START DATA FOR PROCESSING

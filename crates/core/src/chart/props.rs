//! Property-based tests for account validation, child code generation
//! and compliance scoring.

use proptest::prelude::*;

use balafon_shared::types::AccountId;

use crate::chart::compliance::ComplianceScorer;
use crate::chart::error::ChartError;
use crate::chart::rules;
use crate::chart::structure::ChartStructureValidator;
use crate::chart::template::standard_chart;
use crate::chart::types::{AccountClass, ChartAccount};
use crate::chart::validate::{AccountRuleViolation, AccountValidator};

/// Strategy for a structurally well-formed account.
///
/// The code starts with the class digit, the type is drawn from the
/// class's allowed set and the name is short and non-blank.
fn arb_valid_account() -> impl Strategy<Value = ChartAccount> {
    (
        1u8..=9u8,
        proptest::collection::vec(0u8..=9u8, 1..=5),
        0usize..4,
        "[A-Za-z][A-Za-z ]{0,60}",
    )
        .prop_map(|(digit, tail, type_idx, name)| {
            let class = AccountClass::from_digit(digit).unwrap();
            let mut code = digit.to_string();
            for d in tail {
                code.push(char::from(b'0' + d));
            }
            let allowed = rules::allowed_types(class);
            let account_type = allowed[type_idx % allowed.len()];
            ChartAccount {
                id: AccountId::new(),
                code,
                class,
                account_type,
                name,
                description: None,
                parent_id: None,
                level: 1,
                is_auxiliary: false,
                is_reconcilable: false,
                is_active: true,
            }
        })
}

/// Strategy for a parent code that still has room for children.
fn arb_parent_code() -> impl Strategy<Value = String> {
    (1u8..=9u8, proptest::collection::vec(0u8..=9u8, 1..=4)).prop_map(|(digit, tail)| {
        let mut code = digit.to_string();
        for d in tail {
            code.push(char::from(b'0' + d));
        }
        code
    })
}

proptest! {
    #![proptest_config(ProptestConfig::with_cases(100))]

    // =========================================================================
    // Account validation
    // =========================================================================

    /// Accounts honoring all code rules validate cleanly
    #[test]
    fn prop_well_formed_account_is_valid(account in arb_valid_account()) {
        let report = AccountValidator::validate(&account);
        prop_assert!(report.is_valid, "unexpected errors: {:?}", report.errors);
    }

    /// A wrong declared class trips both the class and the range rule
    #[test]
    fn prop_class_mismatch_fires_independent_rules(
        account in arb_valid_account(),
        shift in 1u8..=8u8
    ) {
        let mut account = account;
        let digit = account.class.digit();
        let wrong = ((digit - 1 + shift) % 9) + 1;
        account.class = AccountClass::from_digit(wrong).unwrap();

        let report = AccountValidator::validate(&account);
        prop_assert!(!report.is_valid);
        prop_assert!(
            report.errors.iter().any(|e| matches!(e, AccountRuleViolation::ClassCodeMismatch { .. })),
            "expected a class mismatch in {:?}", report.errors
        );
        prop_assert!(
            report.errors.iter().any(|e| matches!(e, AccountRuleViolation::CodeOutOfRange { .. })),
            "expected a range violation in {:?}", report.errors
        );
    }

    /// Blanking the name always invalidates, whatever the code
    #[test]
    fn prop_blank_name_is_invalid(account in arb_valid_account()) {
        let mut account = account;
        account.name = "   ".to_string();
        let report = AccountValidator::validate(&account);
        prop_assert!(!report.is_valid);
        prop_assert!(report.errors.contains(&AccountRuleViolation::EmptyName));
    }

    // =========================================================================
    // Child code generation
    // =========================================================================

    /// Generated child codes extend the parent by exactly one digit and
    /// take the smallest free suffix
    #[test]
    fn prop_child_code_takes_first_gap(
        parent in arb_parent_code(),
        suffixes in proptest::collection::btree_set(1u32..=9u32, 0..=8)
    ) {
        let existing: Vec<String> = suffixes.iter().map(|s| format!("{parent}{s}")).collect();
        let refs: Vec<&str> = existing.iter().map(String::as_str).collect();

        let code = ChartStructureValidator::generate_child_code(&parent, &refs).unwrap();
        prop_assert!(code.starts_with(parent.as_str()));
        prop_assert_eq!(code.len(), parent.len() + 1);
        prop_assert!(!existing.contains(&code));

        let suffix: u32 = code[parent.len()..].parse().unwrap();
        for candidate in 1..suffix {
            prop_assert!(suffixes.contains(&candidate), "suffix {} skipped a free slot", suffix);
        }
    }

    /// Nine children exhaust a parent
    #[test]
    fn prop_child_code_exhaustion(parent in arb_parent_code()) {
        let existing: Vec<String> = (1..=9).map(|s| format!("{parent}{s}")).collect();
        let refs: Vec<&str> = existing.iter().map(String::as_str).collect();

        let result = ChartStructureValidator::generate_child_code(&parent, &refs);
        prop_assert!(matches!(result, Err(ChartError::ChildCodesExhausted(_))));
    }

    // =========================================================================
    // Compliance scoring
    // =========================================================================

    /// The score is a multiple of twenty and compliance means exactly 100
    #[test]
    fn prop_score_is_quantized(
        accounts in proptest::collection::vec(arb_valid_account(), 0..40)
    ) {
        let report = ComplianceScorer::check_compliance(&accounts);
        prop_assert!(report.score <= 100);
        prop_assert_eq!(report.score % 20, 0);
        prop_assert_eq!(report.is_compliant, report.score == 100);
    }

    /// Dropping any mandatory account breaks structural validity
    #[test]
    fn prop_missing_mandatory_detected(idx in 0usize..rules::MANDATORY_CODES.len()) {
        let dropped = rules::MANDATORY_CODES[idx];
        let chart: Vec<ChartAccount> = standard_chart()
            .into_iter()
            .filter(|a| a.code != dropped)
            .collect();

        let report = ChartStructureValidator::validate(&chart);
        prop_assert!(!report.is_valid);
        prop_assert!(report.missing_accounts.iter().any(|c| c == dropped));
    }
}

#[cfg(test)]
mod edge_case_tests {
    use super::*;

    #[test]
    fn test_single_digit_parent_is_rejected() {
        let result = ChartStructureValidator::generate_child_code("4", &[]);
        assert!(matches!(result, Err(ChartError::InvalidParentCode(_))));
    }

    #[test]
    fn test_child_suffix_zero_is_never_generated() {
        let code = ChartStructureValidator::generate_child_code("52", &["520"]).unwrap();
        assert_eq!(code, "521");
    }
}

END DATA FOR PROCESSING

WORK INSTRUCTIONS> The answer should be an exact reproduction of all the entries.

RESPONSE AREA>
filename crates/core/src/chart/props.rs
//! Property-based tests for account validation, child code generation
//! and compliance scoring.

use proptest::prelude::*;

use balafon_shared::types::AccountId;

use crate::chart::compliance::ComplianceScorer;
use crate::chart::error::ChartError;
use crate::chart::rules;
use crate::chart::structure::ChartStructureValidator;
use crate::chart::template::standard_chart;
use crate::chart::types::{AccountClass, ChartAccount};
use crate::chart::validate::{AccountRuleViolation, AccountValidator};

/// Strategy for a structurally well-formed account.
///
/// The code starts with the class digit, the type is drawn from the
/// class's allowed set and the name is short and non-blank.
fn arb_valid_account() -> impl Strategy<Value = ChartAccount> {
    (
        1u8..=9u8,
        proptest::collection::vec(0u8..=9u8, 1..=5),
        0usize..4,
        "[A-Za-z][A-Za-z ]{0,60}",
    )
        .prop_map(|(digit, tail, type_idx, name)| {
            let class = AccountClass::from_digit(digit).unwrap();
            let mut code = digit.to_string();
            for d in tail {
                code.push(char::from(b'0' + d));
            }
            let allowed = rules::allowed_types(class);
            let account_type = allowed[type_idx % allowed.len()];
            ChartAccount {
                id: AccountId::new(),
                code,
                class,
                account_type,
                name,
                description: None,
                parent_id: None,
                level: 1,
                is_auxiliary: false,
                is_reconcilable: false,
                is_active: true,
            }
        })
}

/// Strategy for a parent code that still has room for children.
fn arb_parent_code() -> impl Strategy<Value = String> {
    (1u8..=9u8, proptest::collection::vec(0u8..=9u8, 1..=4)).prop_map(|(digit, tail)| {
        let mut code = digit.to_string();
        for d in tail {
            code.push(char::from(b'0' + d));
        }
        code
    })
}

proptest! {
    #![proptest_config(ProptestConfig::with_cases(100))]

    // =========================================================================
    // Account validation
    // =========================================================================

    /// Accounts honoring all code rules validate cleanly
    #[test]
    fn prop_well_formed_account_is_valid(account in arb_valid_account()) {
        let report = AccountValidator::validate(&account);
        prop_assert!(report.is_valid, "unexpected errors: {:?}", report.errors);
    }

    /// A wrong declared class trips both the class and the range rule
    #[test]
    fn prop_class_mismatch_fires_independent_rules(
        account in arb_valid_account(),
        shift in 1u8..=8u8
    ) {
        let mut account = account;
        let digit = account.class.digit();
        let wrong = ((digit - 1 + shift) % 9) + 1;
        account.class = AccountClass::from_digit(wrong).unwrap();

        let report = AccountValidator::validate(&account);
        prop_assert!(!report.is_valid);
        prop_assert!(
            report.errors.iter().any(|e| matches!(e, AccountRuleViolation::ClassCodeMismatch { .. })),
            "expected a class mismatch in {:?}", report.errors
        );
        prop_assert!(
            report.errors.iter().any(|e| matches!(e, AccountRuleViolation::CodeOutOfRange { .. })),
            "expected a range violation in {:?}", report.errors
        );
    }

    /// Blanking the name always invalidates, whatever the code
    #[test]
    fn prop_blank_name_is_invalid(account in arb_valid_account()) {
        let mut account = account;
        account.name = "   ".to_string();
        let report = AccountValidator::validate(&account);
        prop_assert!(!report.is_valid);
        prop_assert!(report.errors.contains(&AccountRuleViolation::EmptyName));
    }

    // =========================================================================
    // Child code generation
    // =========================================================================

    /// Generated child codes extend the parent by exactly one digit and
    /// take the smallest free suffix
    #[test]
    fn prop_child_code_takes_first_gap(
        parent in arb_parent_code(),
        suffixes in proptest::collection::btree_set(1u32..=9u32, 0..=8)
    ) {
        let existing: Vec<String> = suffixes.iter().map(|s| format!("{parent}{s}")).collect();
        let refs: Vec<&str> = existing.iter().map(String::as_str).collect();

        let code = ChartStructureValidator::generate_child_code(&parent, &refs).unwrap();
        prop_assert!(code.starts_with(parent.as_str()));
        prop_assert_eq!(code.len(), parent.len() + 1);
        prop_assert!(!existing.contains(&code));

        let suffix: u32 = code[parent.len()..].parse().unwrap();
        for candidate in 1..suffix {
            prop_assert!(suffixes.contains(&candidate), "suffix {} skipped a free slot", suffix);
        }
    }

    /// Nine children exhaust a parent
    #[test]
    fn prop_child_code_exhaustion(parent in arb_parent_code()) {
        let existing: Vec<String> = (1..=9).map(|s| format!("{parent}{s}")).collect();
        let refs: Vec<&str> = existing.iter().map(String::as_str).collect();

        let result = ChartStructureValidator::generate_child_code(&parent, &refs);
        prop_assert!(matches!(result, Err(ChartError::ChildCodesExhausted(_))));
    }

    // =========================================================================
    // Compliance scoring
    // =========================================================================

    /// The score is a multiple of twenty and compliance means exactly 100
    #[test]
    fn prop_score_is_quantized(
        accounts in proptest::collection::vec(arb_valid_account(), 0..40)
    ) {
        let report = ComplianceScorer::check_compliance(&accounts);
        prop_assert!(report.score <= 100);
        prop_assert_eq!(report.score % 20, 0);
        prop_assert_eq!(report.is_compliant, report.score == 100);
    }

    /// Dropping any mandatory account breaks structural validity
    #[test]
    fn prop_missing_mandatory_detected(idx in 0usize..rules::MANDATORY_CODES.len()) {
        let dropped = rules::MANDATORY_CODES[idx];
        let chart: Vec<ChartAccount> = standard_chart()
            .into_iter()
            .filter(|a| a.code != dropped)
            .collect();

        let report = ChartStructureValidator::validate(&chart);
        prop_assert!(!report.is_valid);
        prop_assert!(report.missing_accounts.iter().any(|c| c == dropped));
    }
}

#[cfg(test)]
mod edge_case_tests {
    use super::*;

    #[test]
    fn test_single_digit_parent_is_rejected() {
        let result = ChartStructureValidator::generate_child_code("4", &[]);
        assert!(matches!(result, Err(ChartError::InvalidParentCode(_))));
    }

    #[test]
    fn test_child_suffix_zero_is_never_generated() {
        let code = ChartStructureValidator::generate_child_code("52", &["520"]).unwrap();
        assert_eq!(code, "521");
    }
}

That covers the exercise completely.